BEGIN Supplied material
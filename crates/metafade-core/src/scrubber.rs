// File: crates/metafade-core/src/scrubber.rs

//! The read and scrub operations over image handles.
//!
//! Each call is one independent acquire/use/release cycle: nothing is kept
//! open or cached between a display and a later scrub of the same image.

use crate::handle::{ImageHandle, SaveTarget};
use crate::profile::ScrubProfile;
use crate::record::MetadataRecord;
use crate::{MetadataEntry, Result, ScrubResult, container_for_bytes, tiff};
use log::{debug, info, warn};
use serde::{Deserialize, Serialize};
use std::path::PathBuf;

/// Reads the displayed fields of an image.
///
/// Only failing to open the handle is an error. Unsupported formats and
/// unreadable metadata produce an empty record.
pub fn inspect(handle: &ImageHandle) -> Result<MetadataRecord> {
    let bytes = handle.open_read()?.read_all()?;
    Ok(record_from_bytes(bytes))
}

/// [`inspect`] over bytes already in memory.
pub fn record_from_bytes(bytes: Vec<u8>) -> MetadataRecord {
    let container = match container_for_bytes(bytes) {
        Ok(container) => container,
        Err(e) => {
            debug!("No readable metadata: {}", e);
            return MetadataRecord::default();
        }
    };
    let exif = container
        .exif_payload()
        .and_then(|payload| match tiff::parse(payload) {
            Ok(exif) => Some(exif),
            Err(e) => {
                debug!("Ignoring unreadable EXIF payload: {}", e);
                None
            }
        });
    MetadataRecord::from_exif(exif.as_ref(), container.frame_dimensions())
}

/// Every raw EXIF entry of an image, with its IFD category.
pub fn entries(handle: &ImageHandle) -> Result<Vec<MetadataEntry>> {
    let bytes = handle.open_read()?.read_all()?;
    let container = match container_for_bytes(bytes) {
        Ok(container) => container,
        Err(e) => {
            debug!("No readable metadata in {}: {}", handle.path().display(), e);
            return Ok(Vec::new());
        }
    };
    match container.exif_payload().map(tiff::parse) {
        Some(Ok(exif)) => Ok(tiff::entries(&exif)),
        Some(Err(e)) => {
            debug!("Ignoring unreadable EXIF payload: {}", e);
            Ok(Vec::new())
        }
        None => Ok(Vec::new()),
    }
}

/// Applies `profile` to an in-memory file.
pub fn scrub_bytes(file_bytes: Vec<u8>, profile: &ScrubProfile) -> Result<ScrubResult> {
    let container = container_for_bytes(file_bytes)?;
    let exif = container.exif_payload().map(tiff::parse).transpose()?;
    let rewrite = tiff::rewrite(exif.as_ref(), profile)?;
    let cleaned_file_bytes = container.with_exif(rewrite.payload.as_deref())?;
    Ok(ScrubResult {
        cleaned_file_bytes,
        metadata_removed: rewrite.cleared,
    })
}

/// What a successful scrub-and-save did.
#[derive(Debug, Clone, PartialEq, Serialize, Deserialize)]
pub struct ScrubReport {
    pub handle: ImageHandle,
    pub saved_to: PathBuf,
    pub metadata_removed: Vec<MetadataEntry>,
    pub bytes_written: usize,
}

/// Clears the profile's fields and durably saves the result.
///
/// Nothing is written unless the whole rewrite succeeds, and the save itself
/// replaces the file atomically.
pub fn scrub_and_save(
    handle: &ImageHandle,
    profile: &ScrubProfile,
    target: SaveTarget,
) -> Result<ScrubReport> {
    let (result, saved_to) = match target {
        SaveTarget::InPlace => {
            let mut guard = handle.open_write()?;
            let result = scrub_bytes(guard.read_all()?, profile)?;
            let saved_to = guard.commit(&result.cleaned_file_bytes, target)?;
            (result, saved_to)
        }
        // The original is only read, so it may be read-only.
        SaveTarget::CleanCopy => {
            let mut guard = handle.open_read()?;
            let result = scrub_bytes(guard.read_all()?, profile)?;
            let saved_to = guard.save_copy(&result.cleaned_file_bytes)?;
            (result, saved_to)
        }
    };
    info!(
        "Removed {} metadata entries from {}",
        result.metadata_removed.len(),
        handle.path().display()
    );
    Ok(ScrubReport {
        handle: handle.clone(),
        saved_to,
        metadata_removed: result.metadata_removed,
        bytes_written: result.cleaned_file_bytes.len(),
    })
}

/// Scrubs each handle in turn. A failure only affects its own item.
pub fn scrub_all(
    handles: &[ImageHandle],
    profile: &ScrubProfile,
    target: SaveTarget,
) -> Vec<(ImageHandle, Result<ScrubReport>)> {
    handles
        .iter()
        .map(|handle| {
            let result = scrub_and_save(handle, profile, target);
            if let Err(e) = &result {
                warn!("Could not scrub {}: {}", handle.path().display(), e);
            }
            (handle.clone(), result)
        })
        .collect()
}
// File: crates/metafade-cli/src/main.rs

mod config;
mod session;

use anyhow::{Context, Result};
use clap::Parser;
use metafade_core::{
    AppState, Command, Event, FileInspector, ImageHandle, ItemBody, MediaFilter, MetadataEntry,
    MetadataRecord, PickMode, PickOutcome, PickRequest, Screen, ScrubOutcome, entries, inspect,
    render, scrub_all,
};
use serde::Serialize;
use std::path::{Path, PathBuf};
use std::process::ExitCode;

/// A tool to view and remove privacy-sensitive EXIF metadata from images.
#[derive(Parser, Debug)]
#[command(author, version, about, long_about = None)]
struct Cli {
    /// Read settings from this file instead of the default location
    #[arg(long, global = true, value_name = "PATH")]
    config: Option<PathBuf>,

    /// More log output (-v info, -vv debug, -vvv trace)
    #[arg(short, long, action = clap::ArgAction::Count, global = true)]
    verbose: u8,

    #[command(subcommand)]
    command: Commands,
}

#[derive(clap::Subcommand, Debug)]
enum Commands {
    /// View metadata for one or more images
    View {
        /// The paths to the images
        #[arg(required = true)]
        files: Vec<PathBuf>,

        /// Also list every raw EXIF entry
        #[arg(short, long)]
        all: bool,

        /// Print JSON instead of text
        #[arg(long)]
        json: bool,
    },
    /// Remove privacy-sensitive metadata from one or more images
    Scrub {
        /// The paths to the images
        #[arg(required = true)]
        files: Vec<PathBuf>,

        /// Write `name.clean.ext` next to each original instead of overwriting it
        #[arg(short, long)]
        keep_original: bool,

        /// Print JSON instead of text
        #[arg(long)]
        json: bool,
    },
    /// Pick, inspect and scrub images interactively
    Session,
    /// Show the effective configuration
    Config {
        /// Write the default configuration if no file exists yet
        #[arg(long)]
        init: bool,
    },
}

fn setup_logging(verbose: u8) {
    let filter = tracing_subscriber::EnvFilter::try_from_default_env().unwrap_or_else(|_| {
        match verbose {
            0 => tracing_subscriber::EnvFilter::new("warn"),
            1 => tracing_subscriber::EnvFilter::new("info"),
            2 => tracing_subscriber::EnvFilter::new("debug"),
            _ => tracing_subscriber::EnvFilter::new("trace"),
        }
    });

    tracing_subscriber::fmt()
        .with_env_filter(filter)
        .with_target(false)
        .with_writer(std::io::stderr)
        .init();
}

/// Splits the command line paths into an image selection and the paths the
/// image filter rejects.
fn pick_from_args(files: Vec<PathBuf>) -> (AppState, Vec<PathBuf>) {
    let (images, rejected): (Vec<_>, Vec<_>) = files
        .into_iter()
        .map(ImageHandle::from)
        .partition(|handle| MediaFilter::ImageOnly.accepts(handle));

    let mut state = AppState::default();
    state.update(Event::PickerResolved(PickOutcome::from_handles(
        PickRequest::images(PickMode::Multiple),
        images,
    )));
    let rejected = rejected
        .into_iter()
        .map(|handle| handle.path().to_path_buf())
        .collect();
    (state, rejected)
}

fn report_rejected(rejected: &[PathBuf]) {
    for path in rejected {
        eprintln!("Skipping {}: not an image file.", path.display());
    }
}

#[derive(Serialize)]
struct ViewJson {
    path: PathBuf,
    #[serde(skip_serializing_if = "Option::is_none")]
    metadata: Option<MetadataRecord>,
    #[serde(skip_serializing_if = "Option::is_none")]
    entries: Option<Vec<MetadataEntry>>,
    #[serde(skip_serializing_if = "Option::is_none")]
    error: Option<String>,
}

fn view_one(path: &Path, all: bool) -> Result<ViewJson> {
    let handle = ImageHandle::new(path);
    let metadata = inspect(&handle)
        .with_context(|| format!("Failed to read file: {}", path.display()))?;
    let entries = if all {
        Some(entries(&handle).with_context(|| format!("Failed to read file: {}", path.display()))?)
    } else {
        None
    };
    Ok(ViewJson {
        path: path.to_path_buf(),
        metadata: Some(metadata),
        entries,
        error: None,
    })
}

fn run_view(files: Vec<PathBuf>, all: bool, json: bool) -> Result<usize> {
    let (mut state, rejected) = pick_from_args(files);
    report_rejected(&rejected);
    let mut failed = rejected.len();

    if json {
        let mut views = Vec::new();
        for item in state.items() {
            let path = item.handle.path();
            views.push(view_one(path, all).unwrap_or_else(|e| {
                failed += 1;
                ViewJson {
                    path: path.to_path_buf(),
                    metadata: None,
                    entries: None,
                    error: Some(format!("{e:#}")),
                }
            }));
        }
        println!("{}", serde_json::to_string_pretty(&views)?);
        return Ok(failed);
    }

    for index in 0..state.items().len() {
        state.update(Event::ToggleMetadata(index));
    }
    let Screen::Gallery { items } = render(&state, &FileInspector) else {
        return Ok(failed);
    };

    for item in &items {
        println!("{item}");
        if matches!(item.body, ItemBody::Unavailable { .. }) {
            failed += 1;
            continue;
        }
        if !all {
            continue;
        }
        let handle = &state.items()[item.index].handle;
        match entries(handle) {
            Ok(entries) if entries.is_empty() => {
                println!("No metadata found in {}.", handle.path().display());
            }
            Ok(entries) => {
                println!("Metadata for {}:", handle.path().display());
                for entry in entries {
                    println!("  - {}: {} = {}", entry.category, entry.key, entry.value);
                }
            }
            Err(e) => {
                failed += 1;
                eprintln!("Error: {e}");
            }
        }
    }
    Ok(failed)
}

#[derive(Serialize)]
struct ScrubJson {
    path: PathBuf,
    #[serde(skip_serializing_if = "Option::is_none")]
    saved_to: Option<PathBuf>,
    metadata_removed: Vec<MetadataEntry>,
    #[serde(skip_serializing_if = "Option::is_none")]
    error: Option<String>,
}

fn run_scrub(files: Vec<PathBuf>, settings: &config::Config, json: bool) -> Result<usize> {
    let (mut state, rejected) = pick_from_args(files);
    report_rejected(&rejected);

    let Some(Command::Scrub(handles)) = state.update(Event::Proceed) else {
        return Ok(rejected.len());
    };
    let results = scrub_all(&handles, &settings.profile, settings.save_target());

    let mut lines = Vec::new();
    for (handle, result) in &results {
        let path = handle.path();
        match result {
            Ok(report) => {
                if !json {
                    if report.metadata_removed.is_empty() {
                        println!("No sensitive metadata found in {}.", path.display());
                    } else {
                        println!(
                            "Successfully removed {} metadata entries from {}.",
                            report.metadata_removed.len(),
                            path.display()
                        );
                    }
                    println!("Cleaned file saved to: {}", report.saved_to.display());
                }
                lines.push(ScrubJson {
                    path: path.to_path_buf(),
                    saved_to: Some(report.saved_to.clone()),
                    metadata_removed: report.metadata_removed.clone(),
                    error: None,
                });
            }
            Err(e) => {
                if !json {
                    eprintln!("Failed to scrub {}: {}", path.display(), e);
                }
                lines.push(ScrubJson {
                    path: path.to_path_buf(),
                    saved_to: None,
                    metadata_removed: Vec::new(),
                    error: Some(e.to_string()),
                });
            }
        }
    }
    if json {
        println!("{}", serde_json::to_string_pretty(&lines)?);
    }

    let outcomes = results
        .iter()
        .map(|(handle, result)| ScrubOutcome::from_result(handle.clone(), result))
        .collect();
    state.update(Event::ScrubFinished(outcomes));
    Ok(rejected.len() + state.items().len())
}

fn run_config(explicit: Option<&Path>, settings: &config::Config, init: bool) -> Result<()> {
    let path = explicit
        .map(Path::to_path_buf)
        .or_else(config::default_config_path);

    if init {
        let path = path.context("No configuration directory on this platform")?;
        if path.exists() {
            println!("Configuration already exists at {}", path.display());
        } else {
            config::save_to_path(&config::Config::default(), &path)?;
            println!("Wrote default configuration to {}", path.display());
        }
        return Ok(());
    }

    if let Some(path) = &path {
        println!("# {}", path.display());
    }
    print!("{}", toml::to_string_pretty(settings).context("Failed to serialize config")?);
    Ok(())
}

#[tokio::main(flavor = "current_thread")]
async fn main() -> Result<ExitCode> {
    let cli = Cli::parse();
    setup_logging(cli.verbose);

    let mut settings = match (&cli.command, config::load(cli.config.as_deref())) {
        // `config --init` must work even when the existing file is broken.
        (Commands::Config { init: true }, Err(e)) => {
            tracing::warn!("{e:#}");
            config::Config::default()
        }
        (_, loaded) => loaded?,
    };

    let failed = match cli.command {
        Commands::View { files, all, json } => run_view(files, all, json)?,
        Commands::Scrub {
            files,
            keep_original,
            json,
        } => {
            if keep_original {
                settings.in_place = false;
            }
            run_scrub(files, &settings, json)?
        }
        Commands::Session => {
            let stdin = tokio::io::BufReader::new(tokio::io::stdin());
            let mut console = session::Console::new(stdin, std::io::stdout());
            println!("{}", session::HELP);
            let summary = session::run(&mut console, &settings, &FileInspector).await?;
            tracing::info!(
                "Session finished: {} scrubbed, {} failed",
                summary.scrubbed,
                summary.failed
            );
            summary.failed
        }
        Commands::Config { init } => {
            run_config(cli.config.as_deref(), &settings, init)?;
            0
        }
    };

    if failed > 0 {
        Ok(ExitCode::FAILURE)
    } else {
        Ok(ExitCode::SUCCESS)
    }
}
END Supplied material
**What the exercise asks:** Pull out each line of the listing that holds the string "ScrubReport".

**Problem solution:**
pub struct ScrubReport {
) -> Result<ScrubReport> {
    Ok(ScrubReport {
) -> Vec<(ImageHandle, Result<ScrubReport>)> {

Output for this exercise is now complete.